This is a companion post to my earlier “Back. Up. Your. Stuff.“, where I said
You possibly have a lot of stuff out in the Web, scattered among social networking sites, blogs, Flickr, Google apps … and some of you don’t have local copies or backups of it, right? […] This is just a friendly reminder that you really should consider what you’re gonna do if any of those sites shut down or for some other reason become inaccessible.
But what if you don’t want that stuff out there any more? Maybe it’s embarrassing or confidential; or you’re being stalked or your identity has been stolen; or you’re just tired of a site and want to disappear from it.
Well, you’ve got a problem, as Bruce Schneier points out in “File Deletion“.
The days of your data just being on your local, non-networked computer are long gone. You have stuff in Google Mail; your phone’s email and SMS logs; Flickr, Facebook, and Twitter; your blog posts and comments on other blogs; online backup and file sharing services like CarbonCopy and DropBox; media services like iTunes and the Kindle. (While not directly related to this post’s topic, think about all the information about you stored in corporate databases of all the companies you’ve ever done business with.) There are several issues here.
First, just because you close out an account doesn’t mean that the provider immediately, or ever, deletes your stuff. Schneier points out that companies aren’t generally interested in doing so — notice that they usually use terms like “deactivate” or “disable”, rather than “delete”, if you’re given an option at all — and as an example links to the complicated procedure (formerly?) needed to “really” delete a Facebook account.
Second, Google, the Internet Archive, and other entities cache web-accessible data. How often have you seen comments like “this link is dead, but you can see a cached copy here”? Also, individuals will make personal copies, or even public mirrors, of your stuff that they find interesting.
Third, any responsible company makes backups of their data; so even if your data has really been deleted from the live system and the various caches here and yon have expired, it may linger in backup sets for days, months, or even years. For some types of data, the company may be legally required to retain it — for example, phone records, or email exchanged with a financial service.

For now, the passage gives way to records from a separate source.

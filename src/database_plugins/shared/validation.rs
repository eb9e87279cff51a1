// ABOUTME: Input validation logic shared by route handlers and database implementations
// ABOUTME: Email, password, assistant field, ownership, and expiration checks returning AppResult
//
// SPDX-License-Identifier: MIT OR Apache-2.0
// Copyright (c) 2025 Air Lab

//! Input validation logic
//!
//! Every validator returns `AppResult<()>` so handlers can chain them with `?`.

use crate::constants::limits;
use crate::errors::{AppError, AppResult};
use chrono::{DateTime, Utc};
use uuid::Uuid;

/// Validate email format
///
/// Performs basic email validation (contains '@' and minimum length).
///
/// # Examples
/// ```
/// # use airlab_assistant_builder::database_plugins::shared::validation::validate_email;
/// assert!(validate_email("user@example.com").is_ok());
/// assert!(validate_email("invalid").is_err());
/// assert!(validate_email("@").is_err());
/// ```
pub fn validate_email(email: &str) -> AppResult<()> {
    if !email.contains('@') || email.len() < 3 {
        return Err(AppError::invalid_input("Invalid email format"));
    }
    Ok(())
}

/// Validate password length
pub fn validate_password(password: &str) -> AppResult<()> {
    if password.chars().count() < limits::MIN_PASSWORD_LENGTH {
        return Err(AppError::invalid_input(format!(
            "Password must be at least {} characters",
            limits::MIN_PASSWORD_LENGTH
        )));
    }
    Ok(())
}

/// Validate an assistant name (non-empty after trimming, bounded length)
pub fn validate_assistant_name(name: &str) -> AppResult<()> {
    let trimmed = name.trim();
    if trimmed.is_empty() {
        return Err(AppError::invalid_input("Assistant name is required"));
    }
    if trimmed.chars().count() > limits::MAX_ASSISTANT_NAME_LENGTH {
        return Err(AppError::invalid_input(format!(
            "Assistant name must be at most {} characters",
            limits::MAX_ASSISTANT_NAME_LENGTH
        )));
    }
    Ok(())
}

/// Validate sampling temperature
///
/// # Examples
/// ```
/// # use airlab_assistant_builder::database_plugins::shared::validation::validate_temperature;
/// assert!(validate_temperature(0.7).is_ok());
/// assert!(validate_temperature(2.5).is_err());
/// assert!(validate_temperature(f32::NAN).is_err());
/// ```
pub fn validate_temperature(temperature: f32) -> AppResult<()> {
    if !(0.0..=limits::MAX_TEMPERATURE).contains(&temperature) {
        return Err(AppError::invalid_input(format!(
            "Temperature must be between 0 and {}",
            limits::MAX_TEMPERATURE
        )));
    }
    Ok(())
}

/// Validate a model name
pub fn validate_model(model: &str) -> AppResult<()> {
    if model.trim().is_empty() {
        return Err(AppError::invalid_input("Model is required"));
    }
    Ok(())
}

/// Validate expiration timestamp
///
/// `now` is injected for testability.
///
/// # Examples
/// ```
/// # use airlab_assistant_builder::database_plugins::shared::validation::validate_not_expired;
/// # use chrono::{Utc, Duration};
/// let now = Utc::now();
/// assert!(validate_not_expired(now + Duration::hours(1), now, "Session").is_ok());
/// assert!(validate_not_expired(now - Duration::hours(1), now, "Session").is_err());
/// ```
pub fn validate_not_expired(
    expires_at: DateTime<Utc>,
    now: DateTime<Utc>,
    entity_type: &str,
) -> AppResult<()> {
    if expires_at <= now {
        return Err(AppError::invalid_input(format!(
            "{entity_type} has expired"
        )));
    }
    Ok(())
}

/// Validate that an entity belongs to the requesting user
///
/// Foreign entities are reported as missing so their ids are not disclosed.
pub fn validate_ownership(entity_user_id: Uuid, requester_id: Uuid, entity_type: &str) -> AppResult<()> {
    if entity_user_id != requester_id {
        return Err(AppError::not_found(entity_type));
    }
    Ok(())
}
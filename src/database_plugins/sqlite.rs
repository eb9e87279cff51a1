// ABOUTME: SQLite implementation of the DatabaseProvider trait
// ABOUTME: Used for local development and tests, including in-memory databases
//
// SPDX-License-Identifier: MIT OR Apache-2.0
// Copyright (c) 2025 Air Lab

//! `SQLite` database implementation
//!
//! Ids, enums and JSON documents are TEXT columns; timestamps use the sqlx
//! chrono encoding. In-memory databases run on a single pooled connection so
//! every query sees the same schema.

use super::shared::mappers::{
    parse_assistant_from_row, parse_conversation_from_row, parse_google_doc_from_row,
    parse_integration_from_row, parse_kb_entry_from_row, parse_session_from_row,
    parse_user_from_row,
};
use super::DatabaseProvider;
use crate::errors::{AppError, AppResult};
use crate::models::{
    Assistant, BillingPlan, Channel, Conversation, GoogleDocsDocument, Integration,
    KnowledgeBaseEntry, Session, User, UserRole,
};
use async_trait::async_trait;
use chrono::{DateTime, Utc};
use sqlx::sqlite::{SqliteConnectOptions, SqlitePoolOptions};
use sqlx::{Row, SqlitePool};
use std::str::FromStr;
use std::time::Duration;
use tracing::{debug, info};
use uuid::Uuid;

Fourth, businesses get taken over by larger companies, sell off divisions, go into bankruptcy, or otherwise crash and burn with their assets (including data) sold to the highest bidder. Terms of service (TOS) often don’t survive such transitions, no matter how well intentioned or how much they guarantee your privacy.
Finally, it may not be the provider that crashes, but you. What happens if you can’t access the service any longer due to life circumstances, get “banned” by the provider, or even die? You (or your family) have lost control over the account and there may be no simple way to delete it or restrict ongoing public access to it.
Schneier mentions a research project that attempts to address some of these issues:
Vanish is a research project by Roxana Geambasu and colleagues at the University of Washington. They designed a prototype system that automatically deletes data after a set time interval. So you can send an email, create a Google Doc, post an update to Facebook, or upload a photo to Flickr, all designed to disappear after a set period of time.
However, Vanish doesn’t address the problem where a recipient simply copies the content into a non-protected form.
The bottom line is that once you share or publish something, or simply store it on a system you don’t own, you lose some, or all, control over it. Just as with backing up your data, you have to think of the consequences, then decide how much you are willing to trade convenience for loss of control.
Update 2009-09-17: also see “Liberate your stuff”
image: B.gliwa, Axt Handwerk.jpg, Wikipedia
I can imagine that standing at the pearly gates might resemble participation in some of the long standing chat board communities… as St. Peter points out an archived post made on October 19, 1992 at 3:08 am… then explains that although the ID isn’t directly identifiable, a cross match of spelling errors and gramatics had been made and you were in fact using a sock.
(Ficticious date.. in case anybody is searching.)